=== Section Start ===

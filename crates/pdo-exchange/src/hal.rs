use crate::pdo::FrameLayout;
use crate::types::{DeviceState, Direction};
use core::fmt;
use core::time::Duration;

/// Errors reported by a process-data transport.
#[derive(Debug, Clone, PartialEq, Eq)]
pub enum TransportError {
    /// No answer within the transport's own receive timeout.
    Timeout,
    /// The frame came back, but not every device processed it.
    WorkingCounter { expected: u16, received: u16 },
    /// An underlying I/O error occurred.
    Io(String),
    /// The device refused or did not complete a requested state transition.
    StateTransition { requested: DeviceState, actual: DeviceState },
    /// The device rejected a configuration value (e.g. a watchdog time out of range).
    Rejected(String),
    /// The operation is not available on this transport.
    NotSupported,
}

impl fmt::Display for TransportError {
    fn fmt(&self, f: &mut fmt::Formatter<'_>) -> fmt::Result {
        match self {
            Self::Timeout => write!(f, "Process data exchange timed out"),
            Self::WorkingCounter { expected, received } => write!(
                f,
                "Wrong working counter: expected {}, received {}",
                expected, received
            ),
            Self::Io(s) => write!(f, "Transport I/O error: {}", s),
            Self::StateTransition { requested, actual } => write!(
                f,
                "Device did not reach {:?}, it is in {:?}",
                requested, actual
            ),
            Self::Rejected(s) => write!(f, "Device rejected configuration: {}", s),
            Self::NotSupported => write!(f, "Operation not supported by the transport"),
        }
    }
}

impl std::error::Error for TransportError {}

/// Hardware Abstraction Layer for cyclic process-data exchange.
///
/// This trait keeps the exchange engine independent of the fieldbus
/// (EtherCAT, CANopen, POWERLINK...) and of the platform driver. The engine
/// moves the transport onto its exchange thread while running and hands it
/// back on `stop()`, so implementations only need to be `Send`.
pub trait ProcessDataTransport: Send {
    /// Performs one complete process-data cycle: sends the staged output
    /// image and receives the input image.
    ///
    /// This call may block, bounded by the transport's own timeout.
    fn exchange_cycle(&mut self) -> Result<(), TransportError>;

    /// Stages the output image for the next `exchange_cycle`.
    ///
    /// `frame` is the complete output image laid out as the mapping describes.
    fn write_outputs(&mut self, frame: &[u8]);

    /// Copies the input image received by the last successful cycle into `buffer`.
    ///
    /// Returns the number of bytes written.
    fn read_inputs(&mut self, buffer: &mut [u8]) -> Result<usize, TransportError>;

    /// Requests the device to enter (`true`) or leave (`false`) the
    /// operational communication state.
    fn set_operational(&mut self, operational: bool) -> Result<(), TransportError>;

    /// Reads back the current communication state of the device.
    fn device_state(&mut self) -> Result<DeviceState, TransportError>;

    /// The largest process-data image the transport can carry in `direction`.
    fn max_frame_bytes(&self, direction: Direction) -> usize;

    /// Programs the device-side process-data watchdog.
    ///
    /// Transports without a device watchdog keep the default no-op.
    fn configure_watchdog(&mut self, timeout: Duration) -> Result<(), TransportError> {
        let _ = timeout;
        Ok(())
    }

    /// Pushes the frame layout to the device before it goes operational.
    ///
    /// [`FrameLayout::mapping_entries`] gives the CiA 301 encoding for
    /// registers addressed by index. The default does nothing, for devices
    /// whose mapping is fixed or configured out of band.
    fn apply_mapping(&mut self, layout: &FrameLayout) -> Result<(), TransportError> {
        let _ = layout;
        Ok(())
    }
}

=== Section End ===
=== Section Start ===

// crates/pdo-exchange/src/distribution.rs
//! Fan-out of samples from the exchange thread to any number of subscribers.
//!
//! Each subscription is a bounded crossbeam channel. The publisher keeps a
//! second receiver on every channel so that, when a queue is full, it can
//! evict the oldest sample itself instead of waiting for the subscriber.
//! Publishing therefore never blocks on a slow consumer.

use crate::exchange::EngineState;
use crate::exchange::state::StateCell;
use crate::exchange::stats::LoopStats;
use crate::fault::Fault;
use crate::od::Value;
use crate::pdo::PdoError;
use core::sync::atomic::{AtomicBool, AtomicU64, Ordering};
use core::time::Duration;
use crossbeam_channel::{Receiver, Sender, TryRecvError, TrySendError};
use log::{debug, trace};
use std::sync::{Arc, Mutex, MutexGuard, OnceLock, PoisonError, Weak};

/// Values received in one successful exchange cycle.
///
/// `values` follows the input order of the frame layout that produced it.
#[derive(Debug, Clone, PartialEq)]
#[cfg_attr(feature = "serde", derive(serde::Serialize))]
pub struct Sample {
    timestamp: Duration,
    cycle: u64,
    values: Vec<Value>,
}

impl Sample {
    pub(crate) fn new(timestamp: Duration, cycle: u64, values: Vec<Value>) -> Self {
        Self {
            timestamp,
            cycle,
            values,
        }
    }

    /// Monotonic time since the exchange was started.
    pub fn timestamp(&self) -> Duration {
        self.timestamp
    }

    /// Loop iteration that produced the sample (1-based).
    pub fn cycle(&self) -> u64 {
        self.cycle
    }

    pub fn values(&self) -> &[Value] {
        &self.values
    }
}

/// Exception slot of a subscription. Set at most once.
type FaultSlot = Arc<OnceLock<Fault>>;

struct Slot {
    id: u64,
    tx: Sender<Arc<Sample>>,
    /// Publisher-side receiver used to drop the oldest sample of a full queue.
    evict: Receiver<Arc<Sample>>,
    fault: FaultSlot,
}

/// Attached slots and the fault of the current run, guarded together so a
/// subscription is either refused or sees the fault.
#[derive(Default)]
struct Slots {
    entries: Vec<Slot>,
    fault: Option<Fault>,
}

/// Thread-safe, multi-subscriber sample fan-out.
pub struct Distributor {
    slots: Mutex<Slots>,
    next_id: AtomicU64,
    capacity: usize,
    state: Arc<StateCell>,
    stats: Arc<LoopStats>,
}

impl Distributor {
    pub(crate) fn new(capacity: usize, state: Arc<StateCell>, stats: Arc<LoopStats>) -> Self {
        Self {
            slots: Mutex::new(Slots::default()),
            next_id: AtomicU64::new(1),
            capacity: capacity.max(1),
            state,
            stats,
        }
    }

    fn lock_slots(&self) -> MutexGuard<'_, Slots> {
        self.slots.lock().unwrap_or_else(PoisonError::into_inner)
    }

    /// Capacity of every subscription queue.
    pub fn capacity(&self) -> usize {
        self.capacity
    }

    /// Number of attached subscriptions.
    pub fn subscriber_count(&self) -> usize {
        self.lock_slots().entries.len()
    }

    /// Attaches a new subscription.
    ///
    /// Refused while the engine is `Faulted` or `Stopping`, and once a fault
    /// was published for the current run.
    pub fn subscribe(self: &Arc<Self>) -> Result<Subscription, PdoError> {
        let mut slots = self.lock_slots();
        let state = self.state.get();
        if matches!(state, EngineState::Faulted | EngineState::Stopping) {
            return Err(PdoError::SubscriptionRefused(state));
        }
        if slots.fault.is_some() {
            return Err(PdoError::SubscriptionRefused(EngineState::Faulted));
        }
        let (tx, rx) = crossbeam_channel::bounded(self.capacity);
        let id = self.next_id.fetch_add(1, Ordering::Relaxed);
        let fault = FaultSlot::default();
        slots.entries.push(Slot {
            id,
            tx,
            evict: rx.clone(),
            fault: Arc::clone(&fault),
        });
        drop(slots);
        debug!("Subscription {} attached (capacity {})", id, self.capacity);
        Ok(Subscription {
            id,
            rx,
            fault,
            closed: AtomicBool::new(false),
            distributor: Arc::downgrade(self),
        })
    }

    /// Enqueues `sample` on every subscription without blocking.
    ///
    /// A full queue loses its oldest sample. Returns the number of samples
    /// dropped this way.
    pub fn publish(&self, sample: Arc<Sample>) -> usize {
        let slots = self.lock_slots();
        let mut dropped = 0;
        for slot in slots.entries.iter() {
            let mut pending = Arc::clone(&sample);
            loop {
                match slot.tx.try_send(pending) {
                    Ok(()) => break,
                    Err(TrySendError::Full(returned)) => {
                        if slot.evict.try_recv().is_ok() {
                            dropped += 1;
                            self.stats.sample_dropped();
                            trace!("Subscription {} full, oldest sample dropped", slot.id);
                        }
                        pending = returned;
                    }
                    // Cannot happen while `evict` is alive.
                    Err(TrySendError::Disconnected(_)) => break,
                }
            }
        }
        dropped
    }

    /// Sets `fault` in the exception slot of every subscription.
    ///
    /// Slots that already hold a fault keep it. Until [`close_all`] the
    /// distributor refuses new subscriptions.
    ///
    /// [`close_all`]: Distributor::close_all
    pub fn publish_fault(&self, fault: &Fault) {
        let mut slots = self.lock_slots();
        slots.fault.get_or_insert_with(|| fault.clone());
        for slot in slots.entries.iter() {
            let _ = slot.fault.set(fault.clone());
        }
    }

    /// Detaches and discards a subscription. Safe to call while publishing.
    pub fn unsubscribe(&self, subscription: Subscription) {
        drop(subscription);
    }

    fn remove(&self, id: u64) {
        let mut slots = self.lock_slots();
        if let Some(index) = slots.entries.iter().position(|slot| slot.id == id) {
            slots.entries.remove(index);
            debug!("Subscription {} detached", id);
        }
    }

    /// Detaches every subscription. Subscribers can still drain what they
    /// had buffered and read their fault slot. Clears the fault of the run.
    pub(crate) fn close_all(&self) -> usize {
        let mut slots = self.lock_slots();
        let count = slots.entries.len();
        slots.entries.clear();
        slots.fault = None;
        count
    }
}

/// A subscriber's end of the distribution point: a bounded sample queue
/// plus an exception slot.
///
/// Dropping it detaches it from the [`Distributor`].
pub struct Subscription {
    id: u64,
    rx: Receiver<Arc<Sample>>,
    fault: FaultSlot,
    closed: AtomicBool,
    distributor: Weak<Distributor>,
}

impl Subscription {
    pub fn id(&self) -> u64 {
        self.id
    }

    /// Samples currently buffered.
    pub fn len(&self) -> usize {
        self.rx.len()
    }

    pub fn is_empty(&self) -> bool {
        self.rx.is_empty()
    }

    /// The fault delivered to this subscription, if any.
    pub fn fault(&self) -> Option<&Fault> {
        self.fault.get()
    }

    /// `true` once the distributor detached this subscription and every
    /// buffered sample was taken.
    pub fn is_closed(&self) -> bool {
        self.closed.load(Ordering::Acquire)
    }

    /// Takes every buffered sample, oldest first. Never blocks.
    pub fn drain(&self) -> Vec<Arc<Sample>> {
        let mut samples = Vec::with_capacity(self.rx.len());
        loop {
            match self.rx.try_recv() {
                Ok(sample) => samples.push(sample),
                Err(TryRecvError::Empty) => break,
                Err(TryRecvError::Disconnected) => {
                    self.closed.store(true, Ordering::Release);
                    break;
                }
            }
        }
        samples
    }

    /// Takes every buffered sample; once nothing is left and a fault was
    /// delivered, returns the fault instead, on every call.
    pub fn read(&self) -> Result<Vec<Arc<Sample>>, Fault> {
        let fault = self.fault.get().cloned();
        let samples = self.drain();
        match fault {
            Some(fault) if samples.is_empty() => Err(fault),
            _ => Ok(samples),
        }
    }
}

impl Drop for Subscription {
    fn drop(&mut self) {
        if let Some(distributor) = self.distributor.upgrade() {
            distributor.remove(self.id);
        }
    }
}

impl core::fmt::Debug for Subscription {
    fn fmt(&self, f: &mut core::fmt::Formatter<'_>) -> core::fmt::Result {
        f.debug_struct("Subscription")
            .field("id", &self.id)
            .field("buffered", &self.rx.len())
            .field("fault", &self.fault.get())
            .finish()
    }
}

=== Section End ===

YOUR GOAL: Filter the entries down to the lines that include the string "blocks".

ANSWER SECTION:
//! Publishing therefore never blocks on a slow consumer.
    /// Takes every buffered sample, oldest first. Never blocks.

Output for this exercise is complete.